Simply use
wget <url>
and see the output. For example if you use
wget students.iiit.ac.in/~sysadmin/
you will see output
--2009-06-02 10:00:24-- http://students.iiit.ac.in/~sysadmin
Resolving students.iiit.ac.in... 192.168.36.200
Connecting to students.iiit.ac.in|192.168.36.200|:80... connected.
HTTP request sent, awaiting response... 301 Moved Permanently
Location: http://web.iiit.ac.in/~sysadmin [following]
--2009-06-02 10:00:24-- http://web.iiit.ac.in/~sysadmin
Resolving web.iiit.ac.in... 192.168.36.158
Connecting to web.iiit.ac.in|192.168.36.158|:80... connected.
HTTP request sent, awaiting response... 301 Moved Permanently
Location: http://web.iiit.ac.in/~sysadmin/ [following]

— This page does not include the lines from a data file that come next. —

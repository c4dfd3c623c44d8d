use regex::Regex;
use serde::Serialize;
use std::fmt;
use std::sync::OnceLock;

use crate::i18n::Language;

/// 무드미터 사분면: 활력(높음/낮음) × 쾌(즐거움/불편함)
#[derive(Debug, Clone, Copy, PartialEq, Eq, PartialOrd, Ord, Hash, Serialize)]
#[serde(rename_all = "lowercase")]
pub enum MoodQuadrant {
    Yellow,
    Red,
    Green,
    Blue,
}

#[derive(Debug, Clone, Copy, PartialEq, Eq)]
pub enum Energy { High, Low }

#[derive(Debug, Clone, Copy, PartialEq, Eq)]
pub enum Valence { Pleasant, Unpleasant }

impl MoodQuadrant {
    /// Construction order of the catalog
    pub const ALL: [MoodQuadrant; 4] = [
        MoodQuadrant::Yellow,
        MoodQuadrant::Red,
        MoodQuadrant::Green,
        MoodQuadrant::Blue,
    ];

    /// Panel order on screen: high energy on top, unpleasant on the left
    pub const DISPLAY_ORDER: [MoodQuadrant; 4] = [
        MoodQuadrant::Red,
        MoodQuadrant::Yellow,
        MoodQuadrant::Blue,
        MoodQuadrant::Green,
    ];

    pub fn key(&self) -> &'static str {
        match self {
            MoodQuadrant::Yellow => "yellow",
            MoodQuadrant::Red => "red",
            MoodQuadrant::Green => "green",
            MoodQuadrant::Blue => "blue",
        }
    }

    pub fn energy(&self) -> Energy {
        match self {
            MoodQuadrant::Yellow | MoodQuadrant::Red => Energy::High,
            MoodQuadrant::Green | MoodQuadrant::Blue => Energy::Low,
        }
    }

    pub fn valence(&self) -> Valence {
        match self {
            MoodQuadrant::Yellow | MoodQuadrant::Green => Valence::Pleasant,
            MoodQuadrant::Red | MoodQuadrant::Blue => Valence::Unpleasant,
        }
    }

    pub fn meta(&self) -> &'static QuadrantMeta {
        match self {
            MoodQuadrant::Yellow => &YELLOW_META,
            MoodQuadrant::Red => &RED_META,
            MoodQuadrant::Green => &GREEN_META,
            MoodQuadrant::Blue => &BLUE_META,
        }
    }
}

impl fmt::Display for MoodQuadrant {
    fn fmt(&self, f: &mut fmt::Formatter<'_>) -> fmt::Result {
        f.write_str(self.key())
    }
}

/// 감정 하나
#[derive(Debug, Clone, PartialEq, Eq, Serialize)]
pub struct MoodEmotion {
    /// `{quadrant}-{slot + 1}`
    pub id: String,
    pub name_ko: &'static str,
    pub name_en: &'static str,
    pub quadrant: MoodQuadrant,
    /// 사분면 내 정의 순서 (0부터)
    pub slot: usize,
}

impl MoodEmotion {
    pub fn name(&self, lang: Language) -> &'static str {
        match lang {
            Language::Ko => self.name_ko,
            Language::En => self.name_en,
        }
    }

    /// Badge headline in the active language
    pub fn primary_name(&self, lang: Language) -> &'static str {
        self.name(lang)
    }

    /// Small line under the headline, in the other language
    pub fn secondary_name(&self, lang: Language) -> &'static str {
        self.name(lang.counterpart())
    }

    pub fn tooltip(&self) -> String {
        format!("{} · {}", self.name_ko, self.name_en)
    }
}

/// Quadrant highlight state selected in the library
#[derive(Debug, Clone, Copy, PartialEq, Eq, Default)]
pub enum QuadrantFilter {
    #[default]
    All,
    Only(MoodQuadrant),
}

impl QuadrantFilter {
    /// Filter chips in display order: all, then every quadrant
    pub const OPTIONS: [QuadrantFilter; 5] = [
        QuadrantFilter::All,
        QuadrantFilter::Only(MoodQuadrant::Yellow),
        QuadrantFilter::Only(MoodQuadrant::Red),
        QuadrantFilter::Only(MoodQuadrant::Green),
        QuadrantFilter::Only(MoodQuadrant::Blue),
    ];

    /// Result of pressing `key` while `self` is active.
    /// Pressing the active quadrant again goes back to `All`.
    pub fn toggle(self, key: QuadrantFilter) -> QuadrantFilter {
        match key {
            QuadrantFilter::All => QuadrantFilter::All,
            QuadrantFilter::Only(_) if self == key => QuadrantFilter::All,
            only => only,
        }
    }

    pub fn highlights(&self, quadrant: MoodQuadrant) -> bool {
        match self {
            QuadrantFilter::All => true,
            QuadrantFilter::Only(active) => *active == quadrant,
        }
    }

    pub fn key(&self) -> &'static str {
        match self {
            QuadrantFilter::All => "all",
            QuadrantFilter::Only(q) => q.key(),
        }
    }
}

/// Visual weight of a quadrant panel. Dimmed panels stay interactive.
#[derive(Debug, Clone, Copy, PartialEq)]
pub struct Emphasis {
    pub opacity: f32,
    pub scale: f32,
}

impl Emphasis {
    pub const HIGHLIGHTED: Emphasis = Emphasis { opacity: 1.0, scale: 1.0 };
    pub const DIMMED: Emphasis = Emphasis { opacity: 0.45, scale: 0.95 };

    pub fn for_highlight(highlighted: bool) -> Self {
        if highlighted { Self::HIGHLIGHTED } else { Self::DIMMED }
    }
}

#[derive(Debug, Clone, Copy, PartialEq, Eq)]
pub struct Rgb {
    pub r: u8,
    pub g: u8,
    pub b: u8,
}

static HEX_COLOR: OnceLock<Option<Regex>> = OnceLock::new();

impl Rgb {
    pub fn parse_hex(hex: &str) -> Option<Self> {
        let re = HEX_COLOR
            .get_or_init(|| Regex::new(r"^#?([0-9A-Fa-f]{6})$").ok())
            .as_ref()?;
        let digits = re.captures(hex)?.get(1)?.as_str();
        let value = u32::from_str_radix(digits, 16).ok()?;
        Some(Self {
            r: ((value >> 16) & 0xFF) as u8,
            g: ((value >> 8) & 0xFF) as u8,
            b: (value & 0xFF) as u8,
        })
    }

    /// `(r, g, b, alpha)` with alpha clamped to `0.0..=1.0`
    pub fn with_alpha(&self, alpha: f32) -> (u8, u8, u8, f32) {
        (self.r, self.g, self.b, alpha.clamp(0.0, 1.0))
    }
}

/// Per-quadrant label and tint
#[derive(Debug, PartialEq, Eq)]
pub struct QuadrantMeta {
    pub label_ko: &'static str,
    pub label_en: &'static str,
    pub color: &'static str,
}

impl QuadrantMeta {
    pub fn label(&self, lang: Language) -> &'static str {
        match lang {
            Language::Ko => self.label_ko,
            Language::En => self.label_en,
        }
    }

    pub fn rgb(&self) -> Option<Rgb> {
        Rgb::parse_hex(self.color)
    }
}

pub const PANEL_TINT_ALPHA: f32 = 0.16;
pub const PANEL_SHADOW_ALPHA: f32 = 0.18;

pub const YELLOW_META: QuadrantMeta = QuadrantMeta {
    label_ko: "높은 활력 · 즐거움",
    label_en: "High Energy · Pleasant",
    color: "#F8E27A",
};

pub const RED_META: QuadrantMeta = QuadrantMeta {
    label_ko: "높은 활력 · 불편함",
    label_en: "High Energy · Unpleasant",
    color: "#FF9A7A",
};

pub const GREEN_META: QuadrantMeta = QuadrantMeta {
    label_ko: "낮은 활력 · 즐거움",
    label_en: "Low Energy · Pleasant",
    color: "#8DE0C0",
};

pub const BLUE_META: QuadrantMeta = QuadrantMeta {
    label_ko: "낮은 활력 · 불편함",
    label_en: "Low Energy · Unpleasant",
    color: "#7AA6FF",
};

#[cfg(test)]
mod tests {
    use super::*;

    #[test]
    fn test_toggle_same_quadrant_twice_returns_to_all() {
        let once = QuadrantFilter::All.toggle(QuadrantFilter::Only(MoodQuadrant::Red));
        assert_eq!(once, QuadrantFilter::Only(MoodQuadrant::Red));
        let twice = once.toggle(QuadrantFilter::Only(MoodQuadrant::Red));
        assert_eq!(twice, QuadrantFilter::All);
    }

    #[test]
    fn test_toggle_switches_between_quadrants() {
        let f = QuadrantFilter::Only(MoodQuadrant::Red).toggle(QuadrantFilter::Only(MoodQuadrant::Blue));
        assert_eq!(f, QuadrantFilter::Only(MoodQuadrant::Blue));
        assert_eq!(f.toggle(QuadrantFilter::All), QuadrantFilter::All);
        assert_eq!(QuadrantFilter::All.toggle(QuadrantFilter::All), QuadrantFilter::All);
    }

    #[test]
    fn test_highlights() {
        for q in MoodQuadrant::ALL {
            assert!(QuadrantFilter::All.highlights(q));
        }
        let green = QuadrantFilter::Only(MoodQuadrant::Green);
        assert!(green.highlights(MoodQuadrant::Green));
        assert!(!green.highlights(MoodQuadrant::Yellow));
        assert_eq!(Emphasis::for_highlight(false), Emphasis::DIMMED);
    }

    #[test]
    fn test_quadrant_axes() {
        assert_eq!(MoodQuadrant::Yellow.energy(), Energy::High);
        assert_eq!(MoodQuadrant::Yellow.valence(), Valence::Pleasant);
        assert_eq!(MoodQuadrant::Red.valence(), Valence::Unpleasant);
        assert_eq!(MoodQuadrant::Green.energy(), Energy::Low);
        assert_eq!(MoodQuadrant::Blue.energy(), Energy::Low);
        assert_eq!(MoodQuadrant::Blue.valence(), Valence::Unpleasant);
        assert_eq!(MoodQuadrant::Green.to_string(), "green");
    }

    #[test]
    fn test_parse_hex() {
        assert_eq!(Rgb::parse_hex("#F8E27A"), Some(Rgb { r: 0xF8, g: 0xE2, b: 0x7A }));
        assert_eq!(Rgb::parse_hex("7aa6ff"), Some(Rgb { r: 0x7A, g: 0xA6, b: 0xFF }));
        assert_eq!(Rgb::parse_hex("#FFF"), None);
        assert_eq!(Rgb::parse_hex("#GG0000"), None);
        assert_eq!(Rgb::parse_hex("#FF9A7A").map(|c| c.with_alpha(1.6)), Some((255, 154, 122, 1.0)));
        // pattern is compiled once and reused
        assert!(HEX_COLOR.get().is_some_and(|re| re.is_some()));
    }

    #[test]
    fn test_meta_labels_match_language() {
        assert_eq!(MoodQuadrant::Blue.meta().label(Language::En), "Low Energy · Unpleasant");
        assert_eq!(MoodQuadrant::Yellow.meta().label(Language::Ko), "높은 활력 · 즐거움");
    }

    #[test]
    fn test_emotion_names() {
        let e = MoodEmotion {
            id: "green-1".to_string(),
            name_ko: "평온한",
            name_en: "Serene",
            quadrant: MoodQuadrant::Green,
            slot: 0,
        };
        assert_eq!(e.primary_name(Language::Ko), "평온한");
        assert_eq!(e.secondary_name(Language::Ko), "Serene");
        assert_eq!(e.primary_name(Language::En), "Serene");
        assert_eq!(e.tooltip(), "평온한 · Serene");
    }
}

--2009-06-02 10:00:24-- http://web.iiit.ac.in/~sysadmin/
Connecting to web.iiit.ac.in|192.168.36.158|:80... connected.
HTTP request sent, awaiting response... 200 OK
Length: 3377 (3.3K) [text/html]
Saving to: `index.html'
As you can see the in Location: header the page redirects to web.iiit.ac.in/~sysadmin. After this also check contents of index.html. If they content HTTP META refresh tag like
<html>
<head>
<META HTTP-EQUIV="Refresh" CONTENT="0; URL=http://research.iiit.ac.in/~saurabh.barjatiya">
</head>
<body>
</body>
</html>
Then the web.iiit.ac.in/~sysadmin page will redirect to research.iiit.ac.in/~saurabh.barjatiya.
These are the two most common ways of redirecting used by people. The website you are interested in most probably uses one of the above two methods or combination of both.